Hugh O’Neill then started a rebellion against the English by February 1595. He destroyed the English fort that stood on the Blackwater near Armagh. Maguire was also able to recapture his castle a year later.

By the middle of 1597, O’Neill’s rebellion had spread to all of Ulster and the English were hard pressed. Lord Thomas Burgh managed to reach the remains of the fort on the Blackwater and started to restore it to its former strength. In the meantime the Blackwater fort, manned by about 150 men had become enclosed and isolated as the Gaelic forces took control of all the surrounding country side.

The Government in Dublin, although advised by the Earl of Ormond to abandon the Blackwater fort, decided to send an army to relieve it and it was to be led, at his own request, by Bagenal. His army of 4,000 men on foot and 300 cavalry, reached Armagh in the middle of August 1598 without event. However O’Neill had not been idle. His spies had watched Baganal all the way and he was prepared.

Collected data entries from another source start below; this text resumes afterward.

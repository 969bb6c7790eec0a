mod tests {
    use sternenhimmel::group::round1;
    use sternenhimmel::{GroupState, SkyConfig, SwitchAction, SwitchChannel, SwitchInterpreter};

    const ACTIONS: [SwitchAction; 5] = [
        SwitchAction::On,
        SwitchAction::Off,
        SwitchAction::MoveUp,
        SwitchAction::MoveDown,
        SwitchAction::Other,
    ];

    fn interpreter() -> SwitchInterpreter {
        SwitchInterpreter::new(&SkyConfig::default())
    }

    fn on_with(amplitude: Option<f64>, frequency: Option<f64>) -> GroupState {
        GroupState {
            on: Some(true),
            amplitude,
            frequency,
            ..GroupState::default()
        }
    }

    #[test]
    fn test_action_parse() {
        assert_eq!(SwitchAction::parse_from_str("on"), SwitchAction::On);
        assert_eq!(SwitchAction::parse_from_str("off"), SwitchAction::Off);
        assert_eq!(
            SwitchAction::parse_from_str("brightness_move_up"),
            SwitchAction::MoveUp
        );
        assert_eq!(
            SwitchAction::parse_from_str("brightness_move_down"),
            SwitchAction::MoveDown
        );
        assert_eq!(
            SwitchAction::parse_from_str("brightness_stop"),
            SwitchAction::Other
        );
        assert_eq!(SwitchAction::from_payload(None), SwitchAction::Other);
        assert_eq!(SwitchAction::MoveUp.as_str(), Some("brightness_move_up"));
    }

    #[test]
    fn test_channel_from_segments() {
        assert_eq!(SwitchChannel::from_segments(&[]), SwitchChannel::Action);
        assert_eq!(
            SwitchChannel::from_segments(&["brightness"]),
            SwitchChannel::Brightness
        );
        assert_eq!(
            SwitchChannel::from_segments(&["frequency"]),
            SwitchChannel::Frequency
        );
        assert_eq!(
            SwitchChannel::from_segments(&["living", "frequency"]),
            SwitchChannel::Frequency
        );
    }

    #[test]
    fn test_toggle_on_off() {
        assert_eq!(
            SwitchInterpreter::toggle(SwitchAction::On),
            GroupState {
                on: Some(true),
                increase_brightness: Some(false),
                decrease_brightness: Some(false),
                ..GroupState::default()
            }
        );
        assert_eq!(SwitchInterpreter::toggle(SwitchAction::Off).on, Some(false));
    }

    #[test]
    fn test_toggle_records_long_press_flags() {
        let up = SwitchInterpreter::toggle(SwitchAction::MoveUp);
        assert_eq!(up.on, None);
        assert_eq!(up.increase_brightness, Some(true));
        assert_eq!(up.decrease_brightness, Some(false));

        let down = SwitchInterpreter::toggle(SwitchAction::MoveDown);
        assert_eq!(down.increase_brightness, Some(false));
        assert_eq!(down.decrease_brightness, Some(true));

        let other = SwitchInterpreter::toggle(SwitchAction::Other);
        assert_eq!(other.on, None);
        assert_eq!(other.increase_brightness, Some(false));
        assert_eq!(other.decrease_brightness, Some(false));
    }

    #[test]
    fn test_brightness_taps() {
        let interpreter = interpreter();
        let current = on_with(Some(0.4), None);

        let up = interpreter.brightness(&current, SwitchAction::On);
        assert_eq!(up.amplitude, Some(0.7));
        assert_eq!(up.on, Some(true));
        assert_eq!(up.frequency, None);

        let down = interpreter.brightness(&current, SwitchAction::Off);
        assert_eq!(down.amplitude, Some(0.1));
    }

    #[test]
    fn test_brightness_uses_default_amplitude() {
        let delta = interpreter().brightness(&GroupState::default(), SwitchAction::On);
        assert_eq!(delta.amplitude, Some(0.7));
    }

    #[test]
    fn test_brightness_turns_group_on() {
        let off = GroupState {
            on: Some(false),
            ..GroupState::default()
        };
        for action in ACTIONS {
            assert_eq!(interpreter().brightness(&off, action).on, Some(true));
        }
    }

    #[test]
    fn test_brightness_clamped() {
        let interpreter = interpreter();
        assert_eq!(
            interpreter
                .brightness(&on_with(Some(0.9), None), SwitchAction::On)
                .amplitude,
            Some(1.0)
        );
        assert_eq!(
            interpreter
                .brightness(&on_with(Some(0.1), None), SwitchAction::Off)
                .amplitude,
            Some(0.0)
        );
    }

    #[test]
    fn test_brightness_long_press_up() {
        for amplitude in [0.0, 0.4, 0.7, 1.0] {
            let delta =
                interpreter().brightness(&on_with(Some(amplitude), Some(1.3)), SwitchAction::MoveUp);
            assert_eq!(
                delta,
                GroupState {
                    on: Some(true),
                    amplitude: Some(1.0),
                    frequency: Some(0.0),
                    ..GroupState::default()
                }
            );
        }
    }

    #[test]
    fn test_brightness_long_press_down() {
        let interpreter = interpreter();

        let bright = interpreter.brightness(&on_with(Some(1.0), Some(0.0)), SwitchAction::MoveDown);
        assert_eq!(bright.amplitude, Some(0.4));
        assert_eq!(bright.frequency, Some(0.5));

        let dim = interpreter.brightness(&on_with(Some(0.1), Some(0.0)), SwitchAction::MoveDown);
        assert_eq!(dim.amplitude, Some(0.1));
    }

    #[test]
    fn test_brightness_stays_in_range_with_one_decimal() {
        let interpreter = interpreter();
        let mut state = on_with(Some(0.4), None);

        let sequence = [
            SwitchAction::On,
            SwitchAction::On,
            SwitchAction::On,
            SwitchAction::Off,
            SwitchAction::Off,
            SwitchAction::Off,
            SwitchAction::Off,
            SwitchAction::Off,
            SwitchAction::On,
            SwitchAction::MoveDown,
            SwitchAction::On,
            SwitchAction::MoveUp,
            SwitchAction::Off,
            SwitchAction::Other,
        ];
        for action in sequence {
            let delta = interpreter.brightness(&state, action);
            let amplitude = delta.amplitude.unwrap();
            assert!((0.0..=1.0).contains(&amplitude), "{action:?} gave {amplitude}");
            assert_eq!(round1(amplitude), amplitude);
            state.amplitude = delta.amplitude;
        }
    }

    #[test]
    fn test_frequency_suppressed_when_off() {
        let interpreter = interpreter();
        let off = GroupState {
            on: Some(false),
            frequency: Some(0.5),
            ..GroupState::default()
        };
        for action in ACTIONS {
            assert_eq!(interpreter.frequency(&off, action), None);
            assert_eq!(interpreter.frequency(&GroupState::default(), action), None);
        }
    }

    #[test]
    fn test_frequency_adjustments() {
        let interpreter = interpreter();
        let current = on_with(None, Some(0.5));

        let frequency = |action| {
            interpreter
                .frequency(&current, action)
                .and_then(|delta| delta.frequency)
        };
        assert_eq!(frequency(SwitchAction::On), Some(0.7));
        assert_eq!(frequency(SwitchAction::Off), Some(0.3));
        assert_eq!(frequency(SwitchAction::MoveUp), Some(2.4));
        assert_eq!(frequency(SwitchAction::MoveDown), Some(0.0));
        assert_eq!(frequency(SwitchAction::Other), Some(0.5));
    }

    #[test]
    fn test_frequency_delta_only_frequency() {
        let delta = interpreter()
            .frequency(&on_with(Some(0.7), Some(0.5)), SwitchAction::On)
            .unwrap();
        assert_eq!(
            delta,
            GroupState {
                frequency: Some(0.7),
                ..GroupState::default()
            }
        );
    }

    #[test]
    fn test_frequency_not_clamped() {
        let interpreter = interpreter();

        let negative = interpreter
            .frequency(&on_with(None, Some(0.0)), SwitchAction::Off)
            .unwrap();
        assert_eq!(negative.frequency, Some(-0.2));

        let fast = interpreter
            .frequency(&on_with(None, Some(2.4)), SwitchAction::On)
            .unwrap();
        assert_eq!(fast.frequency, Some(2.6));
    }

    #[test]
    fn test_interpret_routes_channels() {
        let interpreter = interpreter();
        let off = GroupState::default();

        assert_eq!(
            interpreter.interpret(SwitchChannel::Action, &off, SwitchAction::On),
            Some(SwitchInterpreter::toggle(SwitchAction::On))
        );
        assert_eq!(
            interpreter.interpret(SwitchChannel::Brightness, &off, SwitchAction::On),
            Some(interpreter.brightness(&off, SwitchAction::On))
        );
        assert_eq!(
            interpreter.interpret(SwitchChannel::Frequency, &off, SwitchAction::On),
            None
        );
    }
}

At the battle of the Yellow Ford

The size of the Gaelic army is not known for sure but as O’Neill had been able to call on most of the Ulster clans for help and with his own bonnaghts plus his Scottish gallowglasses, it is thought that he had a force the same as, or slightly more than, the English.

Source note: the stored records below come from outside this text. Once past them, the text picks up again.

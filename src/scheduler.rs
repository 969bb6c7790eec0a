//! Tick scheduling.
//!
//! Merges the two triggers of the controller, inbound messages and the
//! periodic animation timer, into one serialized loop step. Like the rest of
//! the crate it needs no async runtime: the caller passes the current time
//! and sleeps for the returned duration (or until the transport signals a new
//! message).

use embassy_time::{Duration, Instant};
use log::{error, warn};

use crate::Publisher;
use crate::controller::Sternenhimmel;
use crate::inbox::InboxReceiver;

/// Result of a scheduler poll.
#[derive(Debug, Clone, Copy, PartialEq, Eq)]
pub struct PollResult {
    /// Deadline of the next periodic tick.
    pub next_deadline: Instant,
    /// How long the caller may sleep before polling again.
    pub sleep_duration: Duration,
    /// Inbound messages handled during this poll.
    pub handled: usize,
    /// Whether the periodic tick ran.
    pub ticked: bool,
    /// Whether missed ticks were skipped after a stall.
    pub resynced: bool,
}

/// Drives a [`Sternenhimmel`] from an inbox and a fixed-period timer.
///
/// # Usage
///
/// ```ignore
/// static INBOX: Inbox<16> = Inbox::new();
///
/// let sky = Sternenhimmel::new(publisher, SkyConfig::default());
/// let mut scheduler = TickScheduler::new(sky, INBOX.receiver());
///
/// loop {
///     let result = scheduler.poll(Instant::from_millis(now_ms()));
///     wait_for_message_or(result.sleep_duration);
/// }
/// ```
pub struct TickScheduler<'a, P: Publisher, const INBOX_SIZE: usize> {
    sky: Sternenhimmel<P>,
    inbox: InboxReceiver<'a, INBOX_SIZE>,
    /// Unset until the first poll, which anchors the schedule
    next_tick: Option<Instant>,
    period: Duration,
}

impl<'a, P: Publisher, const INBOX_SIZE: usize> TickScheduler<'a, P, INBOX_SIZE> {
    /// Create a scheduler using the controller's configured tick period.
    ///
    /// The first poll runs the periodic tick right away.
    pub fn new(sky: Sternenhimmel<P>, inbox: InboxReceiver<'a, INBOX_SIZE>) -> Self {
        let period = sky.config().tick_period;
        Self {
            sky,
            inbox,
            next_tick: None,
            period,
        }
    }

    /// Handle queued messages, then run the periodic tick if it is due.
    pub fn poll(&mut self, now: Instant) -> PollResult {
        let mut handled = 0;
        while let Some(message) = self.inbox.try_receive() {
            self.sky.handle_message(&message.topic, &message.payload);
            handled += 1;
        }

        let mut next_tick = *self.next_tick.get_or_insert(now);
        let ticked = now >= next_tick;
        let mut resynced = false;
        if ticked {
            // Skip the backlog after a stall instead of bursting through it
            if now > next_tick + self.period + self.period {
                warn!("Animation fell behind, skipping missed ticks");
                next_tick = now;
                resynced = true;
            }
            if let Err(err) = self.sky.tick() {
                error!("Animation tick failed: {err}");
            }
            next_tick += self.period;
            self.next_tick = Some(next_tick);
        }

        let sleep_duration = if next_tick > now {
            next_tick - now
        } else {
            Duration::from_millis(0)
        };

        PollResult {
            next_deadline: next_tick,
            sleep_duration,
            handled,
            ticked,
            resynced,
        }
    }

    pub fn sky(&self) -> &Sternenhimmel<P> {
        &self.sky
    }

    pub fn sky_mut(&mut self) -> &mut Sternenhimmel<P> {
        &mut self.sky
    }
}
//! Sky controller
//!
//! Owns the state store, the light membership and the step counter. Every
//! mutation and every render goes through this type, which keeps updates
//! serialized without any shared global state.

use alloc::string::ToString;

use log::{debug, error, info, warn};
use serde_json::{Value, json};

use crate::Publisher;
use crate::animation::{AnimationEngine, Frame};
use crate::config::SkyConfig;
use crate::error::Error;
use crate::membership::{Device, LightGroups, switch_groups};
use crate::router::{Event, Router};
use crate::store::{StateStore, group_path};
use crate::switch::{SwitchAction, SwitchChannel, SwitchInterpreter};

/// The starry sky: group state, membership and animation in one place
pub struct Sternenhimmel<P: Publisher> {
    // External dependencies and configuration
    publisher: P,
    config: SkyConfig,
    router: Router,

    // Internal state
    store: StateStore,
    groups: LightGroups,
    step: u64,

    // Internal dependencies
    interpreter: SwitchInterpreter,
    engine: AnimationEngine,
}

impl<P: Publisher> Sternenhimmel<P> {
    pub fn new(publisher: P, config: SkyConfig) -> Self {
        Self {
            publisher,
            router: Router::new(&config.topics),
            store: StateStore::new(),
            groups: LightGroups::default(),
            step: 0,
            interpreter: SwitchInterpreter::new(&config),
            engine: AnimationEngine::new(&config),
            config,
        }
    }

    /// Handle a raw bus message
    ///
    /// Malformed payloads are reported on the error topic and dropped. Other
    /// failures are logged, the controller keeps running either way.
    pub fn handle_message(&mut self, topic: &str, payload: &[u8]) {
        let result = self
            .router
            .route(topic, payload)
            .and_then(|event| match event {
                Some(event) => self.handle_event(event),
                None => {
                    debug!("Ignoring message on {topic}");
                    Ok(())
                }
            });

        match result {
            Ok(()) => {}
            Err(err @ Error::MalformedPayload { .. }) => {
                warn!("{err}");
                self.report_malformed(topic);
            }
            Err(err) => error!("Failed to handle message on {topic}: {err}"),
        }
    }

    /// Apply a decoded event
    pub fn handle_event(&mut self, event: Event) -> Result<(), Error> {
        match event {
            Event::Devices(devices) => {
                self.apply_devices(&devices);
                Ok(())
            }
            Event::Switch {
                switch,
                channel,
                action,
            } => self.apply_switch(&switch, channel, action),
            Event::Patch { path, value } => self.apply_patch(&path, value),
        }
    }

    /// Replace light membership with the one derived from `devices`
    pub fn apply_devices(&mut self, devices: &[Device]) {
        self.groups = LightGroups::from_devices(devices, &self.config.topics.light_prefix);
        info!("Light membership rebuilt, {} groups", self.groups.len());
    }

    /// Apply a switch action to every group the switch controls
    ///
    /// Each group is updated, published and rendered on its own. A group that
    /// fails does not stop the others; the first failure is returned once
    /// every group was handled.
    pub fn apply_switch(
        &mut self,
        switch: &str,
        channel: SwitchChannel,
        action: SwitchAction,
    ) -> Result<(), Error> {
        let mut failure = None;
        for group in switch_groups(switch) {
            let current = match self.store.group(group) {
                Ok(current) => current,
                Err(err) => {
                    error!("Switch {switch} skipped group {group}: {err}");
                    failure.get_or_insert(err);
                    continue;
                }
            };
            let Some(delta) = self.interpreter.interpret(channel, &current, action) else {
                debug!("Switch {switch} ignored for group {group}, group is off");
                continue;
            };

            self.store.merge_group(group, &delta);
            self.publish_group(group);
            if let Err(err) = self.update() {
                failure.get_or_insert(err);
            }
        }
        failure.map_or(Ok(()), Err)
    }

    /// Merge an externally supplied value and re-render
    pub fn apply_patch(&mut self, path: &str, value: Value) -> Result<(), Error> {
        self.store.merge(path, value);
        info!("Applied state patch at {path}");
        debug!("State: {:?}", self.store.root());
        self.update()
    }

    /// Render every light at the current step
    ///
    /// Lights that cannot be rendered are logged and skipped, all others are
    /// still published. Returns the first failure, if any.
    pub fn update(&mut self) -> Result<(), Error> {
        let Frame {
            commands,
            mut errors,
        } = self.engine.frame(&self.store, &self.groups, self.step);
        for err in &errors {
            error!("Group not rendered: {err}");
        }

        for command in commands {
            match command.encode(self.config.max_brightness) {
                Ok(payload) => {
                    let topic = self.config.topics.light_set(&command.light);
                    self.publisher.publish(&topic, &payload, false);
                }
                Err(err) => {
                    error!("Light {} not rendered: {err}", command.light);
                    errors.push(err);
                }
            }
        }

        errors.into_iter().next().map_or(Ok(()), Err)
    }

    /// Periodic timer step: render, then advance the animation
    pub fn tick(&mut self) -> Result<(), Error> {
        let result = self.update();
        self.step += 1;
        result
    }

    pub fn store(&self) -> &StateStore {
        &self.store
    }

    pub fn groups(&self) -> &LightGroups {
        &self.groups
    }

    pub fn step(&self) -> u64 {
        self.step
    }

    pub fn config(&self) -> &SkyConfig {
        &self.config
    }

    pub fn publisher(&self) -> &P {
        &self.publisher
    }

    pub fn publisher_mut(&mut self) -> &mut P {
        &mut self.publisher
    }

    /// Publish the full, retained state of a group
    fn publish_group(&mut self, group: char) {
        let Some(state) = self.store.get(&group_path(group)) else {
            return;
        };
        let payload = state.to_string();
        let topic = self.config.topics.group_state(group);
        self.publisher.publish(&topic, payload.as_bytes(), true);
    }

    fn report_malformed(&mut self, topic: &str) {
        let payload = json!({
            "error": alloc::format!("received invalid json on topic {topic}"),
        });
        let error_topic = self.config.topics.error();
        self.publisher
            .publish(&error_topic, payload.to_string().as_bytes(), false);
    }
}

As soon as the English moved out of Armagh they came under constant sniper fire. Bagenal’s route, to the Blackwater fort, was to lead his men through very boggy land upon which O’ Neill had traps set up and trenches dug. This was to prove difficult for his heavy weaponry and wagons.

Baganal had organised his men into 6 regiments but the difficult terrain, couple with the incessant and very accurate sniper fire, was to cause the English regiments to become isolated from each other.

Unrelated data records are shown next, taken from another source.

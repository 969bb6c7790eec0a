//! Switch action interpreter
//!
//! A physical switch reports taps (`on`/`off`) and long presses
//! (`brightness_move_up`/`brightness_move_down`). Depending on the channel the
//! switch is wired to, the same action toggles a group, changes its amplitude
//! or changes its frequency. Each handler reads the current group state and
//! returns the delta to merge, it never touches the store itself.

use crate::config::{GroupDefaults, SkyConfig, StepSizes};
use crate::group::{GroupState, round1};

const ACTION_NAME_ON: &str = "on";
const ACTION_NAME_OFF: &str = "off";
const ACTION_NAME_MOVE_UP: &str = "brightness_move_up";
const ACTION_NAME_MOVE_DOWN: &str = "brightness_move_down";

const CHANNEL_NAME_BRIGHTNESS: &str = "brightness";
const CHANNEL_NAME_FREQUENCY: &str = "frequency";

/// Action reported by a switch
#[derive(Clone, Copy, Debug, PartialEq, Eq)]
pub enum SwitchAction {
    /// Short press on the upper button
    On,
    /// Short press on the lower button
    Off,
    /// Long press on the upper button
    MoveUp,
    /// Long press on the lower button
    MoveDown,
    /// Anything else, including releases and missing actions
    Other,
}

impl SwitchAction {
    pub fn parse_from_str(s: &str) -> Self {
        match s {
            ACTION_NAME_ON => Self::On,
            ACTION_NAME_OFF => Self::Off,
            ACTION_NAME_MOVE_UP => Self::MoveUp,
            ACTION_NAME_MOVE_DOWN => Self::MoveDown,
            _ => Self::Other,
        }
    }

    pub fn from_payload(action: Option<&str>) -> Self {
        action.map_or(Self::Other, Self::parse_from_str)
    }

    pub const fn as_str(self) -> Option<&'static str> {
        match self {
            Self::On => Some(ACTION_NAME_ON),
            Self::Off => Some(ACTION_NAME_OFF),
            Self::MoveUp => Some(ACTION_NAME_MOVE_UP),
            Self::MoveDown => Some(ACTION_NAME_MOVE_DOWN),
            Self::Other => None,
        }
    }
}

/// What a switch is wired to control
#[derive(Clone, Copy, Debug, PartialEq, Eq)]
pub enum SwitchChannel {
    /// Plain on/off
    Action,
    /// Amplitude of the groups
    Brightness,
    /// Oscillation speed of the groups
    Frequency,
}

impl SwitchChannel {
    /// Channel of a switch topic, given the segments between the switch
    /// prefix and the switch id
    pub fn from_segments(segments: &[&str]) -> Self {
        if segments.contains(&CHANNEL_NAME_BRIGHTNESS) {
            Self::Brightness
        } else if segments.contains(&CHANNEL_NAME_FREQUENCY) {
            Self::Frequency
        } else {
            Self::Action
        }
    }
}

/// Turns switch actions into group state deltas
#[derive(Debug, Clone, Copy)]
pub struct SwitchInterpreter {
    defaults: GroupDefaults,
    steps: StepSizes,
    party_frequency: f64,
}

impl SwitchInterpreter {
    pub fn new(config: &SkyConfig) -> Self {
        Self {
            defaults: config.defaults,
            steps: config.steps,
            party_frequency: config.party_frequency,
        }
    }

    /// Delta for `action` on `channel`, or `None` when the action is
    /// suppressed for this group
    pub fn interpret(
        &self,
        channel: SwitchChannel,
        current: &GroupState,
        action: SwitchAction,
    ) -> Option<GroupState> {
        match channel {
            SwitchChannel::Action => Some(Self::toggle(action)),
            SwitchChannel::Brightness => Some(self.brightness(current, action)),
            SwitchChannel::Frequency => self.frequency(current, action),
        }
    }

    /// Power a group on or off
    ///
    /// The long press flags are recorded for every action.
    pub fn toggle(action: SwitchAction) -> GroupState {
        let on = match action {
            SwitchAction::On => Some(true),
            SwitchAction::Off => Some(false),
            _ => None,
        };
        GroupState {
            on,
            increase_brightness: Some(action == SwitchAction::MoveUp),
            decrease_brightness: Some(action == SwitchAction::MoveDown),
            ..GroupState::default()
        }
    }

    /// Adjust the amplitude of a group, always turning it on
    pub fn brightness(&self, current: &GroupState, action: SwitchAction) -> GroupState {
        let mut amplitude = current.amplitude_or(self.defaults.amplitude);
        let mut frequency = None;

        match action {
            SwitchAction::On => amplitude += self.steps.amplitude,
            SwitchAction::Off => amplitude -= self.steps.amplitude,
            SwitchAction::MoveUp => {
                frequency = Some(0.0);
                amplitude = 1.0;
            }
            SwitchAction::MoveDown => {
                frequency = Some(self.defaults.frequency);
                amplitude = amplitude.min(self.defaults.amplitude);
            }
            SwitchAction::Other => {}
        }

        GroupState {
            on: Some(true),
            amplitude: Some(round1(amplitude).clamp(0.0, 1.0)),
            frequency,
            ..GroupState::default()
        }
    }

    /// Adjust the oscillation speed of a group
    ///
    /// Groups that are off keep their settings.
    pub fn frequency(&self, current: &GroupState, action: SwitchAction) -> Option<GroupState> {
        if !current.is_on() {
            return None;
        }

        let mut frequency = current.frequency_or(self.defaults.frequency);
        match action {
            SwitchAction::On => frequency += self.steps.frequency,
            SwitchAction::Off => frequency -= self.steps.frequency,
            SwitchAction::MoveUp => frequency = self.party_frequency,
            SwitchAction::MoveDown => frequency = 0.0,
            SwitchAction::Other => {}
        }

        Some(GroupState {
            frequency: Some(round1(frequency)),
            ..GroupState::default()
        })
    }
}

When the leading regiment came to trenches dug by the Irish they quickly pressed forward but found that they had walked into a killing ground. This caused them to pull back directly into the path of the next regiment coming forward. It was at this time Bagenal fell dead, shot in the face by a musket ball. Not long after this the English gun powder store was blown up, possibly by accident.

The English forward position was confused and O’ Neill seeing this sent forward his cavalry and swordsmen who caused a great slaughter of the English front lines. This was at the Yellow Ford.

English forces retreated to Armagh harried all the way by the Irish, only half of them reached the safety of the city. Next day, the English cavalry broke out of Armagh and fled to Newry.

After negotiations between O’ Neill and the Dublin government the English forces in the Blackwater fort and Armagh, were allowed to leave without their weaponry, drums or banners. O’ Neill had treated his enemies with a humanity that the Elizabethans had never granted theirs in Ireland.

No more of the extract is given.